ClustalOmegaCommandline (multiple sequence alignment) no output file
0
0
Entering edit mode
3.8 years ago

Hi,

First of all, I am a bioinformatics newbie, so sorry for any obvious mistakes or syntax use. My aim is to get programmatic access to UniProt ID database to download multiple sequences and storing those in a fasta fila. With this file I would like to do multiple sequence alignment.

So far I am able to retrieve a fasta file with multiple sequences in the file. However, whenever I want to align them I don't get an error, but when I use the output file to read it for example it cannot be found. (I can also not find the file on my computer).

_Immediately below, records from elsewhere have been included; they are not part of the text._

impl Runtime {
    fn new(config: RuntimeConfig) -> Self {
        Self {
            graph: RefCell::new(Graph::with_capacity(
                config.node_capacity,
                config.link_capacity,
            )),
            active_sub: Cell::new(None),
            active_scope: Cell::new(None),
            paused: RefCell::new(Vec::new()),
            batch_depth: Cell::new(0),
            flushing: Cell::new(false),
            deferred_release: RefCell::new(Vec::new()),
            config: Cell::new(config),
        }
    }

    /// Run `f` against the current thread's runtime.
    pub(crate) fn with<R>(f: impl FnOnce(&Runtime) -> R) -> R {
        RUNTIME.with(f)
    }

    /// Like [`Runtime::with`], but returns `None` while the thread-local is
    /// being torn down.
    pub(crate) fn try_with<R>(f: impl FnOnce(&Runtime) -> R) -> Option<R> {
        RUNTIME.try_with(f).ok()
    }

    /// Borrow the graph for one step.
    ///
    /// Effect callbacks freed during the step are dropped after the borrow
    /// ends, since they may own handles whose drop re-enters the runtime.
    pub(crate) fn graph<R>(&self, f: impl FnOnce(&mut Graph) -> R) -> R {
        let (result, released) = {
            let mut graph = self.graph.borrow_mut();
            let result = f(&mut graph);
            (result, std::mem::take(&mut graph.released))
        };
        drop(released);
        self.release_deferred();
        result
    }

    // ------------------------------------------------------------------
    // Node lifecycle
    // ------------------------------------------------------------------

    pub(crate) fn create(&self, role: Role) -> NodeId {
        self.graph(|graph| graph.insert(role))
    }

    /// Free the node behind a dropped handle.
    pub(crate) fn release(&self, id: NodeId) {
        match self.graph.try_borrow_mut() {
            Ok(mut graph) => {
                graph.release(id);
                let released = std::mem::take(&mut graph.released);
                drop(graph);
                drop(released);
            }
            Err(_) => self.deferred_release.borrow_mut().push(id),
        }
    }

    fn release_deferred(&self) {
        loop {
            let pending = std::mem::take(&mut *self.deferred_release.borrow_mut());
            if pending.is_empty() {
                return;
            }
            for id in pending {
                self.release(id);
            }
        }
    }

    /// Detach an effect or scope from everything and free it.
    pub(crate) fn dispose(&self, id: NodeId) {
        let disposed = self.graph(|graph| {
            if !graph.contains(id) {
                return false;
            }
            graph.start_tracking(id);
            graph.end_tracking(id);
            graph.release(id);
            true
        });
        if disposed {
            debug!(node = ?id, "disposed");
        }
    }

    // ------------------------------------------------------------------
    // Reads and writes
    // ------------------------------------------------------------------

    /// Record a read of `dep` by the active subscriber.
    pub(crate) fn track(&self, dep: NodeId) {
        if let Some(sub) = self.active_sub.get() {
            self.graph(|graph| graph.link(dep, sub));
        }
    }

    /// Record a read of computed `dep`: by the active subscriber, or else by
    /// the active scope, which then keeps it subscribed until disposed.
    pub(crate) fn track_computed(&self, dep: NodeId) {
        if let Some(owner) = self.active_sub.get().or(self.active_scope.get()) {
            self.graph(|graph| graph.link(dep, owner));
        }
    }

    /// A signal's value changed: mark its readers and flush.
    pub(crate) fn signal_changed(&self, id: NodeId) {
        let Some(first) = self.graph(|graph| graph.first_sub(id)) else {
            return;
        };
        self.graph(|graph| graph.propagate(first));
        if self.batch_depth.get() == 0 {
            self.flush();
        }
    }

    /// Bring computed `id` up to date before its value is read.
    pub(crate) fn refresh_computed(&self, id: NodeId) -> Result<()> {
        let status = self
            .graph(|graph| graph.status(id))
            .ok_or_else(|| ReactiveError::Disposed(format!("{id:?}")))?;
        if status.tracking {
            return Err(ReactiveError::Cycle(format!("{id:?}")));
        }

        let stale = match status.freshness {
            Freshness::Clean => false,
            Freshness::Dirty => true,
            Freshness::Pending => self.resolve_pending(id),
        };
        if stale && self.update_computed(id) {
            self.shallow_propagate_from(id);
        }
        Ok(())
    }

    /// Run a dirty check for pending node `id`. Marks it `Dirty` and returns
    /// `true` if it has to re-run, otherwise settles it back to `Clean`.
    fn resolve_pending(&self, id: NodeId) -> bool {
        let dirty = match self.graph(|graph| graph.first_dep(id)) {
            Some(first) => self.check_dirty(first),
            None => false,
        };
        self.graph(|graph| {
            if dirty {
                if let Some(status) = graph.status_mut(id) {
                    status.freshness = Freshness::Dirty;
                }
            } else {
                graph.settle(id);
            }
        });
        dirty
    }

    /// Re-run computed `id`'s getter. Returns whether its value changed.
    pub(crate) fn update_computed(&self, id: NodeId) -> bool {
        let body = self.graph(|graph| match graph.nodes.get(id).map(|node| &node.role) {
            Some(Role::Computed { status, body }) if !status.tracking => body.upgrade(),
            _ => None,
        });
        let Some(body) = body else {
            return false;
        };

        let _guard = TrackingGuard::enter(self, id);
        body.recompute()
    }

    fn shallow_propagate_from(&self, id: NodeId) {
        self.graph(|graph| {
            if let Some(first) = graph.first_sub(id) {
                graph.shallow_propagate(first);
            }
        });
    }

    /// Walk the dependencies starting at `first` and decide whether their
    /// subscriber has to re-run.
    ///
    /// Dirty computeds met on the way are recomputed; pending ones are
    /// checked in turn, using an explicit stack instead of recursion.
    pub(crate) fn check_dirty(&self, first: LinkId) -> bool {
        // Links we descended through, innermost last. The dependency of each
        // is the pending computed whose inputs are being checked.
        let mut stack: SmallVec<[LinkId; 8]> = SmallVec::new();
        let mut current = first;

        'walk: loop {
            let mut dirty = false;
            match self.graph(|graph| graph.check_step(current)) {
                CheckStep::Gone => return true,
                CheckStep::SubscriberDirty => dirty = true,
                CheckStep::Recompute(dep) => {
                    if self.update_computed(dep) {
                        self.shallow_propagate_from(dep);
                        dirty = true;
                    }
                }
                CheckStep::Descend(first_dep) => {
                    stack.push(current);
                    current = first_dep;
                    continue 'walk;
                }
                CheckStep::Clean => {}
            }

            if !dirty {
                if let Some(next) = self.graph(|graph| graph.next_dep(current)) {
                    current = next;
                    continue 'walk;
                }
            }

            while let Some(parent) = stack.pop() {
                let Some(computed) = self.graph(|graph| graph.links.get(parent).map(|l| l.dep))
                else {
                    return true;
                };
                if dirty {
                    if self.update_computed(computed) {
                        self.shallow_propagate_from(computed);
                    } else {
                        dirty = false;
                    }
                } else {
                    self.graph(|graph| graph.settle(computed));
                }

                current = parent;
                if !dirty {
                    if let Some(next) = self.graph(|graph| graph.next_dep(current)) {
                        current = next;
                        continue 'walk;
                    }
                }
            }

            return dirty;
        }
    }

    // ------------------------------------------------------------------
    // Effects
    // ------------------------------------------------------------------

    /// Create an effect owned by the active subscriber or scope and run it.
    pub(crate) fn create_effect(&self, body: std::rc::Rc<dyn Fn()>) -> NodeId {
        let owner = self.active_sub.get().or(self.active_scope.get());
        let id = self.graph(|graph| {
            let id = graph.insert(Role::Effect {
                status: Status::dirty(),
                body,
            });
            if let Some(owner) = owner {
                graph.link(id, owner);
            }
            id
        });
        self.run_effect(id);
        id
    }

    /// Create a scope owned by the active subscriber or scope and run `f`
    /// inside it.
    pub(crate) fn create_scope(&self, f: impl FnOnce()) -> NodeId {
        let owner = self.active_sub.get().or(self.active_scope.get());
        let id = self.graph(|graph| {
            let id = graph.insert(Role::Scope {
                status: Status::default(),
            });
            if let Some(owner) = owner {
                graph.link(id, owner);
            }
            id
        });
        {
            let _guard = TrackingGuard::enter_scope(self, id);
            f();
        }
        id
    }

    /// Run effect `id`'s body, re-recording its dependencies.
    fn run_effect(&self, id: NodeId) {
        let Some(body) = self.graph(|graph| graph.effect_body(id)) else {
            return;
        };
        {
            let _guard = TrackingGuard::enter(self, id);
            body();
        }
        // Inner effects dirtied by the body's own writes.
        self.process_pending_inner(id);
    }

    /// Flush one queued effect or scope. Returns whether its body re-ran.
    fn notify_effect(&self, id: NodeId) -> bool {
        let Some((kind, status)) =
            self.graph(|graph| Some((graph.kind(id)?, graph.status(id)?)))
        else {
            return false;
        };

        let rerun = kind == NodeKind::Effect
            && match status.freshness {
                Freshness::Dirty => true,
                Freshness::Pending => self.resolve_pending(id),
                Freshness::Clean => false,
            };
        if rerun {
            self.run_effect(id);
        } else {
            self.process_pending_inner(id);
        }
        rerun
    }

    /// Notify `id` and clear its `notified` mark if it declined to run.
    fn notify(&self, id: NodeId) {
        if !self.notify_effect(id) {
            self.graph(|graph| {
                if let Some(status) = graph.status_mut(id) {
                    status.notified = false;
                }
            });
        }
    }

    /// Notify the inner effects of `id` that a propagation reached.
    fn process_pending_inner(&self, id: NodeId) {
        let inner = self.graph(|graph| graph.take_pending_inner(id));
        for child in inner {
            self.notify(child);
        }
    }

    /// Drain the effect queue.
    ///
    /// A flush started while another one is running leaves the work to the
    /// outer loop, which picks up everything queued in the meantime.
    ///
    /// The flush limit caps how often one effect is notified within a flush,
    /// so wide fan-out is never cut. Once an effect goes over it, the rest of
    /// the queue is dropped and re-armed for the next write that reaches it.
    pub(crate) fn flush(&self) {
        if self.flushing.replace(true) {
            return;
        }
        let _flushing = FlushGuard(self);
        let limit = self.config.get().flush_limit;
        let mut rounds: SecondaryMap<NodeId, usize> = SecondaryMap::new();
        let mut notified = 0usize;

        while let Some(id) = self.graph(|graph| graph.queue.pop_front()) {
            let round = rounds.entry(id).map(|entry| {
                let round = entry.or_insert(0);
                *round += 1;
                *round
            });
            if round.is_some_and(|round| round > limit) {
                let dropped = self.graph(|graph| {
                    graph.queue.push_front(id);
                    graph.drain_queue()
                });
                error!(
                    limit,
                    dropped, "effect flush limit reached; dropping queued effects"
                );
                return;
            }
            notified += 1;
            let _unwound = UnwindGuard(self, id);
            self.notify(id);
        }

        if notified > 0 {
            trace!(notified, "flushed effects");
        }
    }

    pub(crate) fn end_batch(&self) -> Result<()> {
        let depth = self.batch_depth.get();
        if depth == 0 {
            warn!("end_batch called outside of a batch");
            return Err(ReactiveError::UnbalancedBatch);
        }
        self.batch_depth.set(depth - 1);
        if depth == 1 {
            self.flush();
        }
        Ok(())
    }

    pub(crate) fn set_config(&self, config: RuntimeConfig) {
        self.config.set(config);
    }
}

I think the alignment is not done properly (or at least maybe I use the wrong format in the input file), but I don't know how to solve it.

This is my code.

    import urllib.parse
    import urllib.request

    url = 'https://www.uniprot.org/uploadlists/'

    UniprotID = 'Q9Y6I4 Q9Y5T5 Q9Y2K6'

    #Transfer Uniprot ID to ACC to get sequence information
    params = {
    'from': 'ACC+ID',
    'to': 'ACC',
    'format': 'fasta',
    'query': UniprotID
    }

    data = urllib.parse.urlencode(params)
    data = data.encode('utf-8')
    req = urllib.request.Request(url, data)
    with urllib.request.urlopen(req) as f:
       response = f.read()
    response = response.decode('utf-8')
    print(response)

#to store data in fasta file
    with open("in_filename.fasta", "w") as f:
        for x in response:
            f.write(str(x))


#multiple sequence alignment
from Bio.Align.Applications import ClustalOmegaCommandline 
    in_file = "in_filename.fasta"
    out_file = "out_filename.phylip"
    clustalomega_cline = ClustalOmegaCommandline(infile = in_file, outfile = out_file, outfmt = 'phylip', verbose = True, auto = False)
    print(clustalomega_cline)

    from Bio import AlignIO
    alignment = AlignIO.read("out_filename.phylip", "clustalo")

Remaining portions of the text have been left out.